If (in order to help me) you would like to do the same, click the link above (or visit http://regexpal.com), paste my expression in the top text box
^/.+/[imsxe]{0,5}$
Then paste my tests in the bottom textbox
/^[0-9]+$/i
/^[0-9]+$/m
/^[0-9]+$/s
/^[0-9]+$/x
/^[0-9]+$/e
/^[0-9]+$/ii
/^[0-9]+$/mm
/^[0-9]+$/ss
/^[0-9]+$/xx
/^[0-9]+$/ee
/^[0-9]+$/iei
/^[0-9]+$/mim
/^[0-9]+$/sis
/^[0-9]+$/xix
/^[0-9]+$/eie
ensure you click the second checkbox at the top where it says '^$ match at line breaks (m)' to enable the multi-line testing.
Thanks for the help
Edit
After reading comments about Regex often having different delimiters i.e
/[0-9]+/ == #[0-9]+#
This is not a problem and can be factored in to my regex solution.
All I really need to know is how to prevent duplicate characters!
Edit
This bit isn't so important but it provides context
The need for such a feature is simple...
I'm using jQuery UI MultiSelect Widget written by Eric Hynds.
Simple demo found here
Now In my application, I'm extending the plugin so that certain options popup a little menu on the right when hovered. The menu that pops up can be ANY html element.
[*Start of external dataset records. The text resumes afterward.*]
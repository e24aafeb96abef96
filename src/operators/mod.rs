//! Operator tables for the three evaluation levels.
//!
//! Each level has a closed set of operators, resolved by name with an
//! exhaustive `match`. The tables are plain code: nothing is registered at
//! runtime, so they can be shared freely between threads.
//!
//! | Level        | Operators                                                       |
//! |--------------|-----------------------------------------------------------------|
//! | top          | `$or` `$and` `$nor` `$where`                                    |
//! | low          | comparison + array operators, `$not`, `$elemMatch`              |
//! | `$elemMatch` | everything from both levels except `$where`                     |

pub mod array;
pub mod comparison;

pub use array::ArrayOp;
pub use comparison::{Comparison, ComparisonOp, short_eq};

use crate::value::Value;

/// Operators accepted as the keys of an operator bag under a field.
#[derive(Debug, Clone, Copy, PartialEq, Eq)]
pub enum LowLevelOp {
    Comparison(ComparisonOp),
    Array(ArrayOp),
    Not,
    ElemMatch,
}

impl LowLevelOp {
    pub fn from_name(name: &str) -> Option<Self> {
        match name {
            "$not" => Some(LowLevelOp::Not),
            "$elemMatch" => Some(LowLevelOp::ElemMatch),
            _ => ComparisonOp::from_name(name)
                .map(LowLevelOp::Comparison)
                .or_else(|| ArrayOp::from_name(name).map(LowLevelOp::Array)),
        }
    }

    pub fn name(self) -> &'static str {
        match self {
            LowLevelOp::Comparison(op) => op.name(),
            LowLevelOp::Array(op) => op.name(),
            LowLevelOp::Not => "$not",
            LowLevelOp::ElemMatch => "$elemMatch",
        }
    }

    pub fn all() -> impl Iterator<Item = LowLevelOp> {
        ComparisonOp::ALL
            .into_iter()
            .map(LowLevelOp::Comparison)
            .chain(ArrayOp::ALL.into_iter().map(LowLevelOp::Array))
            .chain([LowLevelOp::Not, LowLevelOp::ElemMatch])
    }
}

/// Operators accepted at the root of a query (and inside `$or`/`$and`/`$nor`).
#[derive(Debug, Clone, Copy, PartialEq, Eq)]
pub enum TopLevelOp {
    Or,
    And,
    Nor,
    Where,
}

impl TopLevelOp {
    pub const ALL: [TopLevelOp; 4] = [
        TopLevelOp::Or,
        TopLevelOp::And,
        TopLevelOp::Nor,
        TopLevelOp::Where,
    ];

    pub fn from_name(name: &str) -> Option<Self> {
        Self::ALL.into_iter().find(|op| op.name() == name)
    }

    pub fn name(self) -> &'static str {
        match self {
            TopLevelOp::Or => "$or",
            TopLevelOp::And => "$and",
            TopLevelOp::Nor => "$nor",
            TopLevelOp::Where => "$where",
        }
    }
}

/// Operators as seen from inside an `$elemMatch` sub-query.
///
/// `from_name` still resolves `$where`; the evaluator rejects it with a
/// dedicated message instead of treating it as unknown.
#[derive(Debug, Clone, Copy, PartialEq, Eq)]
pub enum ElemMatchOp {
    TopLevel(TopLevelOp),
    LowLevel(LowLevelOp),
}

impl ElemMatchOp {
    pub fn from_name(name: &str) -> Option<Self> {
        TopLevelOp::from_name(name)
            .map(ElemMatchOp::TopLevel)
            .or_else(|| LowLevelOp::from_name(name).map(ElemMatchOp::LowLevel))
    }

    pub fn all() -> impl Iterator<Item = ElemMatchOp> {
        TopLevelOp::ALL
            .into_iter()
            .filter(|op| *op != TopLevelOp::Where)
            .map(ElemMatchOp::TopLevel)
            .chain(LowLevelOp::all().map(ElemMatchOp::LowLevel))
    }

    pub fn name(self) -> &'static str {
        match self {
            ElemMatchOp::TopLevel(op) => op.name(),
            ElemMatchOp::LowLevel(op) => op.name(),
        }
    }
}

/// Structural position of a query node.
#[derive(Debug, Clone, Copy, PartialEq, Eq)]
pub enum Level {
    Top,
    Low,
    ElemMatch,
}

impl Level {
    /// Operator names legal at this level, for diagnostics.
    pub fn operator_names(self) -> Vec<&'static str> {
        match self {
            Level::Top => TopLevelOp::ALL.iter().map(|op| op.name()).collect(),
            Level::Low => LowLevelOp::all().map(LowLevelOp::name).collect(),
            Level::ElemMatch => ElemMatchOp::all().map(ElemMatchOp::name).collect(),
        }
    }

    pub fn describe(self) -> &'static str {
        match self {
            Level::Top => "top level",
            Level::Low => "field level",
            Level::ElemMatch => "$elemMatch level",
        }
    }
}

/// Applies a per-element test with existential quantification over arrays:
/// an array target passes when at least one element passes, any other target
/// is tested once.
pub fn broadcast(target: Option<&Value>, test: impl Fn(Option<&Value>) -> bool) -> bool {
    match target {
        Some(Value::Array(items)) => items.iter().any(|item| test(Some(item))),
        _ => test(target),
    }
}

#[cfg(test)]
mod tests {
    use super::*;

    #[test]
    fn levels_partition_operators() {
        assert_eq!(LowLevelOp::from_name("$or"), None);
        assert_eq!(TopLevelOp::from_name("$gt"), None);
        assert_eq!(
            ElemMatchOp::from_name("$size"),
            Some(ElemMatchOp::LowLevel(LowLevelOp::Array(ArrayOp::Size)))
        );
        assert_eq!(
            ElemMatchOp::from_name("$where"),
            Some(ElemMatchOp::TopLevel(TopLevelOp::Where))
        );
        assert!(!Level::ElemMatch.operator_names().contains(&"$where"));
        assert_eq!(Level::Low.operator_names().len(), 15);
    }

    #[test]
    fn broadcast_is_existential() {
        let items = Value::Array(vec![Value::Integer(1), Value::Integer(5)]);
        assert!(broadcast(Some(&items), |e| e == Some(&Value::Integer(5))));
        assert!(!broadcast(Some(&Value::Array(vec![])), |_| true));
        assert!(broadcast(None, |e| e.is_none()));
    }
}
/// Lexical tokens shared by the notation parser and `$where` expressions.
#[derive(Debug, Clone, PartialEq)]
pub enum Token {
    // Literals
    /// Floating-point number
    ///
    /// # Examples
    /// ```text
    /// 3.14
    /// -1.5e3
    /// ```
    Float(f64),

    /// Integer
    ///
    /// # Examples
    /// ```text
    /// 42
    /// -10
    /// ```
    Integer(i64),

    /// String literal in single or double quotes, escapes already resolved
    String(String),

    /// Boolean values
    Boolean(bool),

    /// Null value
    Null,

    /// Regular expression literal
    ///
    /// # Examples
    /// ```text
    /// /^ab+c/i
    /// /a\/b/
    /// ```
    Regex { source: String, flags: String },

    /// Bare word: unquoted object key, constructor name or `this`
    ///
    /// May start with `$`, so `$gt` lexes as a single identifier.
    Identifier(String),

    // Punctuation
    LBrace,
    RBrace,
    LBracket,
    RBracket,
    LParen,
    RParen,
    Colon,
    Comma,
    Dot,

    // Expression operators
    /// `==` or `===`
    EqEq,
    /// `!=` or `!==`
    NotEq,
    Lt,
    LtEq,
    Gt,
    GtEq,
    /// `&&`
    AndAnd,
    /// `||`
    OrOr,
    /// `!`
    Bang,

    Eof,
}
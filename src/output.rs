//! Notation output for values and mismatch trees.
//!
//! The printer writes the same tolerant notation the parser reads, so a
//! mismatch tree can be pasted back as a query. Regular expressions print as
//! literals, dates as `ISODate(...)`, and objects keep their insertion order.
//!
//! # Examples
//!
//! ```
//! use querydiff::{parse, to_notation, to_notation_pretty};
//!
//! let value = parse("{a: {$regex: /^x/i}}").unwrap();
//! assert_eq!(to_notation(&value), r#"{"a":{"$regex":/^x/i}}"#);
//! assert_eq!(
//!     to_notation_pretty(&value),
//!     "{\n  \"a\": {\n    \"$regex\": /^x/i\n  }\n}"
//! );
//! ```

use chrono::SecondsFormat;

use crate::value::{Map, Value};

pub struct NotationPrinter {
    pretty: bool,
}

impl NotationPrinter {
    pub fn new(pretty: bool) -> Self {
        NotationPrinter { pretty }
    }

    pub fn print(&self, value: &Value) -> String {
        self.print_value(value, 0)
    }

    fn print_value(&self, value: &Value, indent: usize) -> String {
        match value {
            Value::Null => "null".to_string(),
            Value::Boolean(b) => b.to_string(),
            Value::Integer(n) => n.to_string(),
            Value::Float(n) => print_float(*n),
            Value::String(s) => format!("\"{}\"", escape_string(s)),
            Value::Date(date) => format!(
                "ISODate(\"{}\")",
                date.to_rfc3339_opts(SecondsFormat::Millis, true)
            ),
            Value::Regex(pattern) => format!(
                "/{}/{}",
                pattern.source().replace('/', "\\/"),
                pattern.flags()
            ),
            Value::Array(arr) => self.print_array(arr, indent),
            Value::Object(obj) => self.print_object(obj, indent),
            Value::Predicate(_) => "[predicate]".to_string(),
        }
    }

    fn print_array(&self, arr: &[Value], indent: usize) -> String {
        if arr.is_empty() {
            return "[]".to_string();
        }

        let items: Vec<String> = arr
            .iter()
            .map(|v| {
                if self.pretty {
                    format!("{}{}", self.indent(indent + 1), self.print_value(v, indent + 1))
                } else {
                    self.print_value(v, indent)
                }
            })
            .collect();
        self.wrap('[', items, ']', indent)
    }

    fn print_object(&self, obj: &Map, indent: usize) -> String {
        if obj.is_empty() {
            return "{}".to_string();
        }

        let items: Vec<String> = obj
            .iter()
            .map(|(k, v)| {
                if self.pretty {
                    format!(
                        "{}\"{}\": {}",
                        self.indent(indent + 1),
                        escape_string(k),
                        self.print_value(v, indent + 1)
                    )
                } else {
                    format!("\"{}\":{}", escape_string(k), self.print_value(v, indent))
                }
            })
            .collect();
        self.wrap('{', items, '}', indent)
    }

    fn wrap(&self, open: char, items: Vec<String>, close: char, indent: usize) -> String {
        if self.pretty {
            format!(
                "{open}\n{}\n{}{close}",
                items.join(",\n"),
                self.indent(indent)
            )
        } else {
            format!("{open}{}{close}", items.join(","))
        }
    }

    fn indent(&self, level: usize) -> String {
        "  ".repeat(level)
    }
}

fn print_float(n: f64) -> String {
    if n.is_nan() {
        "NaN".to_string()
    } else if n == f64::INFINITY {
        "Infinity".to_string()
    } else if n == f64::NEG_INFINITY {
        "-Infinity".to_string()
    } else {
        n.to_string()
    }
}

fn escape_string(s: &str) -> String {
    s.chars()
        .flat_map(|c| match c {
            '"' => vec!['\\', '"'],
            '\\' => vec!['\\', '\\'],
            '\n' => vec!['\\', 'n'],
            '\r' => vec!['\\', 'r'],
            '\t' => vec!['\\', 't'],
            c if c.is_control() => format!("\\u{:04x}", c as u32).chars().collect(),
            c => vec![c],
        })
        .collect()
}

/// Compact notation, no whitespace.
pub fn to_notation(value: &Value) -> String {
    NotationPrinter::new(false).print(value)
}

/// Notation with 2-space indentation, one entry per line.
pub fn to_notation_pretty(value: &Value) -> String {
    NotationPrinter::new(true).print(value)
}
I wanted multiple options to be able to show the same element. So my API works like this:
$('#select_element_id')
// Erics MultiSelect API
.multiselect({
// MultiSelect options
})
// My API
.multiselect_side_pane({
menus: [
{
// This means, when an option with value 'MENU_1' is hovered,
// the element '#my_menu_1' will be shown. This makes attaching
// menus to options REALLY SIMPLE
menu_element: $('#my_menu_1'),
target: ['MENU_1']
},
// However, lets say we have option value 'USER_ID_132', I need the
// target name to be dynamic. What better way to be dynamic than regex?
{
menu_element: $('#user_details_box'),
targets: ['USER_FORM', '/^USER_ID_[0-9]+$/'],
onOpen: function(target)
{
// here the TARGET can be interrogated, and the correct
// user info can be displayed
// Target will be 'USER_FORM' or 'USER_ID_3' or 'USER_ID_234'
// so if it is USER_FORM I can clear the form ready for input,
// and if the target starts with 'USER_ID_', I can parse out
// the user id, and display the correct user info!
}
}
]
});
So as you can see, The whole reason I need to know if a string a regex, is so in the widget code, I can decide whether to treat the TARGET as a string (i.e. 'USER_FORM') or to treat the TARGET as an expression (i.e '/^USER_ID_[0-9]+$/' for USER_ID_234')
Unfortunately, the regexp string can be "anything". The forward slashes you talk about can be a lot of characters. i.e. a hash (#) will also work.
Secondly, to match up to 5 characters without having them double could probably be done with lookahead / lookbehind etc, but will create such complex regexp that it's faster to post-process it.
It is possibly faster to search for the regular expression functions (preg_match, preg_replace etc.) in code to be able to deduct where regular expressions are used.
$var = '#placeholder#';
Is a valid regular expression in PHP, but doesn't have to be one, where:
const ESCAPECHAR = '#';
$var = 'text';
$regexp = ESCAPECHAR . $var . ESCAPECHAR;
Is also valid, but might not be seen as such.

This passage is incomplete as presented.